4

I'm trying to write simple multi-threaded python script:

from multiprocessing.dummy import Pool as ThreadPool

def resize_img_folder_multithreaded(img_fldr_src,img_fldr_dst,max_num_of_thread):

    images = glob.glob(img_fldr_src+'/*.'+img_file_extension)
    pool = ThreadPool(max_num_of_thread) 

    pool.starmap(resize_img,zip(images,itertools.repeat(img_fldr_dst)))
    # close the pool and wait for the work to finish 
    pool.close() 
    pool.join() 


def resize_img(img_path_src,img_fldr_dest):
    #print("about to resize image=",img_path_src)
    image = io.imread(img_path_src)         
    image = transform.resize(image, [300,300])
    io.imsave(os.path.join(img_fldr_dest,os.path.basename(img_path_src)),image)      
    label = img_path_src[:-4] + '.xml'
    if copyLabels is True and os.path.exists(label) is True :
        copyfile(label,os.path.join(img_fldr_dest,os.path.basename(label)))

setting the argument max_num_of_thread to any number in [1...10] doesn't improve my run time at all (for 60 images it stays around 30 sec) , the max_num_of_thread=10 my PC got stuck

my question is : what is the bottle neck in my code , why can't I see any improvement?

some data about my PC :

python -V
Python 3.6.4 :: Anaconda, Inc.


cat /proc/cpuinfo | grep 'processor' | wc -l
4

cat /proc/meminfo 
MemTotal:        8075960 kB
MemFree:         3943796 kB
MemAvailable:    4560308 kB

cat /etc/*release
DISTRIB_ID=Ubuntu
DISTRIB_RELEASE=17.10
LordTitiKaka
  • 2,087
  • 2
  • 31
  • 51

3 Answers3

2

Blame the GIL.

Python has this mechanism called the GIL, global interpreter lock.
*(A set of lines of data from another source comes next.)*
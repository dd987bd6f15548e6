use axum::extract::State;
use axum::{routing::get, Json, Router};
use serde::Serialize;

use crate::state::AppState;

/// Health check response payload.
#[derive(Serialize)]
pub struct HealthResponse {
    /// Overall service status.
    pub status: &'static str,
    /// Crate version from Cargo.toml.
    pub version: &'static str,
    /// Active storage backend (`file` or `memory`).
    pub storage: &'static str,
    /// Whether the record store can accept writes.
    pub store_healthy: bool,
}

/// GET /health -- returns service and record store health.
async fn health_check(State(state): State<AppState>) -> Json<HealthResponse> {
    let pool = state.repo.pool();
    let store_healthy = drama_db::health_check(pool).await.is_ok();

    let status = if store_healthy { "ok" } else { "degraded" };

    Json(HealthResponse {
        status,
        version: env!("CARGO_PKG_VERSION"),
        storage: pool.mode().as_str(),
        store_healthy,
    })
}

/// Mount health check routes (intended for root-level, NOT under `/api`).
pub fn router() -> Router<AppState> {
    Router::new().route("/health", get(health_check))
}
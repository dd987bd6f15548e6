pub mod dramas;
pub mod health;

use axum::routing::get;
use axum::Router;

use crate::handlers;
use crate::state::AppState;

/// Build the `/api` route tree.
///
/// Route hierarchy:
///
/// ```text
/// /dramas                                          list, create
/// /dramas/{id}                                     get, update, delete
/// /search?q=                                       substring search
/// ```
pub fn api_routes() -> Router<AppState> {
    Router::new()
        .nest("/dramas", dramas::router())
        .route("/search", get(handlers::search::search_dramas))
}
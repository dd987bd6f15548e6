/// Catalog identifiers are positive integers assigned by the store.
pub type DramaId = i64;
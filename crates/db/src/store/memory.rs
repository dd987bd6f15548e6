use async_trait::async_trait;
use drama_core::drama::DramaRecord;
use drama_core::seed::sample_catalog;
use tokio::sync::RwLock;

use super::{RecordStore, StoreError};
use crate::config::StorageMode;

/// Record store that lives only as long as the process.
#[derive(Default)]
pub struct MemoryStore {
    records: RwLock<Vec<DramaRecord>>,
}

impl MemoryStore {
    pub fn new(records: Vec<DramaRecord>) -> Self {
        Self {
            records: RwLock::new(records),
        }
    }

    /// Store pre-filled with the sample catalog.
    pub fn seeded() -> Self {
        Self::new(sample_catalog())
    }
}

#[async_trait]
impl RecordStore for MemoryStore {
    fn mode(&self) -> StorageMode {
        StorageMode::Memory
    }

    async fn load(&self) -> Vec<DramaRecord> {
        self.records.read().await.clone()
    }

    async fn save(&self, records: &[DramaRecord]) -> Result<(), StoreError> {
        *self.records.write().await = records.to_vec();
        Ok(())
    }
}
It is basically a mutex that prevents native threads from executing Python bytecodes at once. This must be done since Python's (at least, CPython) memory management is not thread-safe.
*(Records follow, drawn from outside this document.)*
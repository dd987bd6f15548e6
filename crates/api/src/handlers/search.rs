//! Handler for catalog search.

use axum::extract::{Query, State};
use axum::response::IntoResponse;
use axum::Json;

use crate::query::SearchParams;
use crate::state::AppState;

/// GET /api/search?q=
///
/// Case-insensitive substring match over title, keywords and description.
/// Results keep catalog order; an empty or missing `q` returns everything.
pub async fn search_dramas(
    State(state): State<AppState>,
    Query(params): Query<SearchParams>,
) -> impl IntoResponse {
    let results = state.repo.search(&params.q).await;

    tracing::debug!(query = %params.q, matches = results.len(), "Search executed");

    Json(results)
}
In other words, the GIL will prevent you from running multiple threads at the same time. Essentially, you're running one thread at a time. Multi-threading, in the sense of exploiting multiple CPU cores, is more like an illusion in Python.

Fortunately, there is a way to solve this problem. it's a bit more expensive resource-wise though. You can utilize multiprocessing instead. Python has excellent support for this through the multiprocessing module. This way, you will be able to achieve parallelism[1].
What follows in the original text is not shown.